Cameron and Merkel in eurozone standoff

By Alex Stevenson

By Alex Stevenson

Britain and Germany's positions on how to deal with the eurozone crisis seem even further apart after talks between the two country's leaders in Berlin.

Neither David Cameron nor Angela Merkel gave any ground as they met for fraught talks confronting their differing approaches to the eurozone crisis.

Ms Merkel confirmed the British government's fears about possible accelerated political integration of the 17 eurozone countries when she told journalists in their joint press conference that she wanted to see "limited treaty change".

Mr Cameron made clear he disagreed fundamentally with the German chancellor's approach.

"It's obvious we don't agree on every aspect of European policy," he said, before expressing hope that both sides could overcome their differences.

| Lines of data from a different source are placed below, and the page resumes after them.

//! Conversions between byte strings and text.
//!
//! A value handed to the converters is an [`Input`]: text, bytes, or some
//! other [`Displayable`] value. Text passes through [`to_text`] untouched and
//! bytes pass through [`to_bytes`] untouched; only the opposite kind is
//! decoded or encoded. Nothing here re-encodes bytes that are already bytes,
//! so `to_bytes(to_text(x))` only reproduces `x` when `x` was already in the
//! requested encoding.

use std::{borrow::Cow, fmt};

mod codec;

pub use codec::{EncodingName, canonical_encoding};
pub(crate) use codec::{Unmappable, decode, encode, lookup};

use crate::{Error, ErrorPolicy, NonTextPolicy, Result};

/// A value that is neither text nor bytes but can describe itself.
///
/// [`NonTextPolicy::SimpleRepr`] uses [`Displayable::display_text`] and falls
/// back to the `Debug` form when it returns `None`.
pub trait Displayable: fmt::Debug {
    /// Plain text rendering of the value, if it has one.
    fn display_text(&self) -> Option<String> { None }
}

macro_rules! displayable_via_to_string {
    ($($ty:ty),+ $(,)?) => {
        $(impl Displayable for $ty {
            fn display_text(&self) -> Option<String> { Some(self.to_string()) }
        })+
    };
}

displayable_via_to_string!(
    i8, i16, i32, i64, i128, isize, u8, u16, u32, u64, u128, usize, f32, f64, bool, char,
);

impl<T: Displayable> Displayable for Option<T> {
    fn display_text(&self) -> Option<String> { self.as_ref().and_then(Displayable::display_text) }
}

/// Anything the converters accept.
#[derive(Debug, Clone, Copy)]
pub enum Input<'a> {
    Text(&'a str),
    Bytes(&'a [u8]),
    Other(&'a dyn Displayable),
}

impl Input<'_> {
    pub(crate) fn kind(&self) -> &'static str {
        match self {
            Self::Text(_) => "text",
            Self::Bytes(_) => "bytes",
            Self::Other(_) => "non-text value",
        }
    }
}

impl<'a> From<&'a str> for Input<'a> {
    fn from(text: &'a str) -> Self { Self::Text(text) }
}

impl<'a> From<&'a String> for Input<'a> {
    fn from(text: &'a String) -> Self { Self::Text(text) }
}

impl<'a> From<&'a [u8]> for Input<'a> {
    fn from(bytes: &'a [u8]) -> Self { Self::Bytes(bytes) }
}

impl<'a> From<&'a Vec<u8>> for Input<'a> {
    fn from(bytes: &'a Vec<u8>) -> Self { Self::Bytes(bytes) }
}

impl<'a, const N: usize> From<&'a [u8; N]> for Input<'a> {
    fn from(bytes: &'a [u8; N]) -> Self { Self::Bytes(bytes) }
}

impl<'a> From<&'a dyn Displayable> for Input<'a> {
    fn from(value: &'a dyn Displayable) -> Self { Self::Other(value) }
}

/// Settings shared by every conversion.
#[derive(Debug, Clone, Copy, PartialEq, Eq)]
pub struct ConvertOptions<'e> {
    /// Encoding label; resolved with [`canonical_encoding`].
    pub encoding: &'e str,
    pub errors: ErrorPolicy,
    pub non_text: NonTextPolicy,
}

impl Default for ConvertOptions<'_> {
    fn default() -> Self {
        Self {
            encoding: "utf-8",
            errors: ErrorPolicy::default(),
            non_text: NonTextPolicy::default(),
        }
    }
}

impl<'e> ConvertOptions<'e> {
    /// Default options for `encoding`.
    #[must_use]
    pub fn new(encoding: &'e str) -> Self {
        Self {
            encoding,
            ..Self::default()
        }
    }

    #[must_use]
    pub fn errors(mut self, errors: ErrorPolicy) -> Self {
        self.errors = errors;
        self
    }

    #[must_use]
    pub fn non_text(mut self, non_text: NonTextPolicy) -> Self {
        self.non_text = non_text;
        self
    }
}

/// Result of a dynamic conversion.
#[derive(Debug)]
pub enum Converted<'a> {
    Text(Cow<'a, str>),
    Bytes(Cow<'a, [u8]>),
    /// A non-text input returned as-is under [`NonTextPolicy::Passthrough`].
    Passthrough(&'a dyn Displayable),
}

impl<'a> Converted<'a> {
    #[must_use]
    pub fn into_text(self) -> Option<Cow<'a, str>> {
        match self {
            Self::Text(text) => Some(text),
            _ => None,
        }
    }

    #[must_use]
    pub fn into_bytes(self) -> Option<Cow<'a, [u8]>> {
        match self {
            Self::Bytes(bytes) => Some(bytes),
            _ => None,
        }
    }
}

/// Apply `policy` to a non-text value. `None` means pass it through.
fn render_non_text(value: &dyn Displayable, policy: NonTextPolicy) -> Result<Option<String>> {
    Ok(match policy {
        NonTextPolicy::Empty => Some(String::new()),
        NonTextPolicy::Passthrough => None,
        NonTextPolicy::SimpleRepr => Some(value.display_text().unwrap_or_else(|| format!("{value:?}"))),
        NonTextPolicy::Repr => Some(format!("{value:?}")),
        NonTextPolicy::Strict => {
            return Err(Error::TypeMismatch {
                expected: "text or bytes",
                found: "non-text value",
            });
        }
    })
}

/// Convert any [`Input`] to text, honouring every [`NonTextPolicy`].
///
/// # Errors
/// Returns [`Error::UnsupportedEncoding`], [`Error::Decode`] under
/// [`ErrorPolicy::Strict`], or [`Error::TypeMismatch`] under
/// [`NonTextPolicy::Strict`].
pub fn convert_text<'a>(input: impl Into<Input<'a>>, options: &ConvertOptions<'_>) -> Result<Converted<'a>> {
    match input.into() {
        Input::Text(text) => Ok(Converted::Text(Cow::Borrowed(text))),
        Input::Bytes(bytes) => {
            let codec = lookup(options.encoding)?;
            decode(codec, bytes, options.errors).map(Converted::Text)
        }
        Input::Other(value) => Ok(match render_non_text(value, options.non_text)? {
            Some(text) => Converted::Text(Cow::Owned(text)),
            None => Converted::Passthrough(value),
        }),
    }
}

/// Convert any [`Input`] to bytes, honouring every [`NonTextPolicy`].
///
/// Bytes are returned unchanged, without re-encoding.
///
/// # Errors
/// Returns [`Error::UnsupportedEncoding`], [`Error::Encode`] under
/// [`ErrorPolicy::Strict`], or [`Error::TypeMismatch`] under
/// [`NonTextPolicy::Strict`].
pub fn convert_bytes<'a>(input: impl Into<Input<'a>>, options: &ConvertOptions<'_>) -> Result<Converted<'a>> {
    match input.into() {
        Input::Bytes(bytes) => Ok(Converted::Bytes(Cow::Borrowed(bytes))),
        Input::Text(text) => {
            let codec = lookup(options.encoding)?;
            encode(codec, text, options.errors.into()).map(Converted::Bytes)
        }
        Input::Other(value) => {
            let Some(text) = render_non_text(value, options.non_text)? else {
                return Ok(Converted::Passthrough(value));
            };
            let codec = lookup(options.encoding)?;
            let bytes = encode(codec, &text, options.errors.into())?.into_owned();
            Ok(Converted::Bytes(Cow::Owned(bytes)))
        }
    }
}

fn passthrough_mismatch(expected: &'static str) -> Error {
    Error::TypeMismatch {
        expected,
        found: "non-text value",
    }
}

/// Convert text or bytes to text.
///
/// Text is returned unchanged; bytes are decoded with `options.encoding`.
///
/// # Errors
/// As [`convert_text`]; additionally [`Error::TypeMismatch`] when
/// [`NonTextPolicy::Passthrough`] would hand back a non-text value.
///
/// # Examples
///
/// ```
/// use textkit::{ConvertOptions, ErrorPolicy, to_text};
///
/// let opts = ConvertOptions::new("utf-8");
/// assert_eq!(to_text(b"caf\xC3\xA9", &opts).unwrap(), "café");
/// assert_eq!(to_text(b"caf\xE9", &opts).unwrap(), "caf\u{FFFD}");
/// assert!(to_text(b"caf\xE9", &opts.errors(ErrorPolicy::Strict)).is_err());
/// ```
pub fn to_text<'a>(input: impl Into<Input<'a>>, options: &ConvertOptions<'_>) -> Result<Cow<'a, str>> {
    convert_text(input, options)?
        .into_text()
        .ok_or_else(|| passthrough_mismatch("text"))
}

/// Convert text or bytes to bytes.
///
/// # Errors
/// As [`convert_bytes`]; additionally [`Error::TypeMismatch`] when
/// [`NonTextPolicy::Passthrough`] would hand back a non-text value.
///
/// # Examples
///
/// ```
/// use textkit::{ConvertOptions, to_bytes};
///
/// let latin1 = to_bytes("café", &ConvertOptions::new("latin-1")).unwrap();
/// assert_eq!(latin1.as_ref(), b"caf\xE9");
/// ```
pub fn to_bytes<'a>(input: impl Into<Input<'a>>, options: &ConvertOptions<'_>) -> Result<Cow<'a, [u8]>> {
    convert_bytes(input, options)?
        .into_bytes()
        .ok_or_else(|| passthrough_mismatch("bytes"))
}

/// Render an error and its chain of sources as `outer: inner: root`.
#[must_use]
pub fn error_to_text(err: &(dyn std::error::Error + 'static)) -> String {
    let mut out = err.to_string();
    let mut source = err.source();
    while let Some(cause) = source {
        let message = cause.to_string();
        if !message.is_empty() && !out.ends_with(&message) {
            out.push_str(": ");
            out.push_str(&message);
        }
        source = cause.source();
    }
    out
}

/// [`error_to_text`] encoded with `options`.
///
/// # Errors
/// Returns [`Error::UnsupportedEncoding`] or, under
/// [`ErrorPolicy::Strict`], [`Error::Encode`].
pub fn error_to_bytes(err: &(dyn std::error::Error + 'static), options: &ConvertOptions<'_>) -> Result<Vec<u8>> {
    let text = error_to_text(err);
    let codec = lookup(options.encoding)?;
    Ok(encode(codec, &text, options.errors.into())?.into_owned())
}

/// Compare two values that may be text or bytes.
///
/// Values of the same kind compare directly. Otherwise the text side is
/// encoded with `encoding` (substituting unencodable characters) and the
/// bytes are compared.
///
/// # Errors
/// Returns [`Error::UnsupportedEncoding`] when the comparison needs an
/// unknown encoding.
pub fn str_eq<'a, 'b>(a: impl Into<Input<'a>>, b: impl Into<Input<'b>>, encoding: &str) -> Result<bool> {
    let options = ConvertOptions::new(encoding);
    let (a, b) = (a.into(), b.into());
    match (a, b) {
        (Input::Text(x), Input::Text(y)) => Ok(x == y),
        (Input::Bytes(x), Input::Bytes(y)) => Ok(x == y),
        _ => {
            let x = to_bytes(a, &options)?;
            let y = to_bytes(b, &options)?;
            log::trace!("compared {} with {} as {encoding} bytes", a.kind(), b.kind());
            Ok(x == y)
        }
    }
}

/// `true` if `bytes` decodes cleanly as `encoding`.
///
/// # Errors
/// Returns [`Error::UnsupportedEncoding`] for an unknown encoding.
pub fn is_valid_encoding(bytes: &[u8], encoding: &str) -> Result<bool> {
    let codec = lookup(encoding)?;
    Ok(decode(codec, bytes, ErrorPolicy::Strict).is_ok())
}

#[cfg(test)]
mod tests;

Both leaders sought to downplay the extent of the divide which now separates London and Berlin's approaches to the eurozone crisis. Ms Merkel said: "I don't think we should be led astray by these little hiccups."

But it was clear Britain's enthusiasm for the European Central Bank to become a lender of last resort was stridently opposed by Germany.

Mr Cameron said: "All the institutions of the eurozone have to stand behind and back the currency and do everything necessary to defend it."

Ms Merkel underlined the "differences of opinion" on the issue as she rejected the UK's attitude.

"I believe credibility is regained by using the force and the strength that you have," she said.

"The British say we have to do our utmost and use all our force available. I think that's right, but one should not pretend to be more powerful than one is because the markets will know and find this out."

Britain is concerned that rapid surrenders of sovereignty to Brussels by eurozone states in a bid to save the currency from its ongoing debt crisis could lead to a two-tier EU, where the ten non-euro EU member states struggle to gain the same access to the single market.

Ms Merkel's Christian Democratic Union (CDU) party is calling for talks to this end to begin immediately. Germany wants EU countries to adopt a more cautious approach to fiscal policy, prompting claims from some quarters that the country is once again seeking to establish itself as the continent's leader.

The UK is especially concerned about plans to establish the Tobin tax on bankers' transactions. Britain fears it would be hit disproportionately, driving traders away from the City of London.

Ms Merkel admitted that there had been no progress on the issue.

"The danger we've always believed is driving transactions to jurisdictions where it wouldn't be applied," the prime minister said.

Relations between Germany and London are especially frosty at the moment, with both sides expressing hostility in domestic politics.

Mr Cameron endured a massive revolt against his refusal to allow a referendum on Britain's membership of the EU last month, while in Germany the CDU's parliamentary leader has been riling eurosceptics by insisting Britain will not be able to "get away" from efforts to stabilise the eurozone.

"Now all of a sudden, Europe is speaking German," Mr Kauder said.

"Not as a language, but in its acceptance of the instruments for which Angela Merkel has fought so hard, and with success in the end."

Earlier the prime minister met with European Commission president Jose Manuel Barroso and European Council president Herman Van Rompuy for breakfast talks, before travelling to Berlin this lunchtime.

Mr Cameron and Mr Barroso agreed on the importance of prioritising decisive action to stabilise the euro area and fast-track measures to stimulate growth and jobs.

"They both underlined the central importance of further developing the single market to deliver its full growth potential in the interests of businesses and citizens across the Union and especially to help small and medium sized enterprises," a Downing Street spokesman said.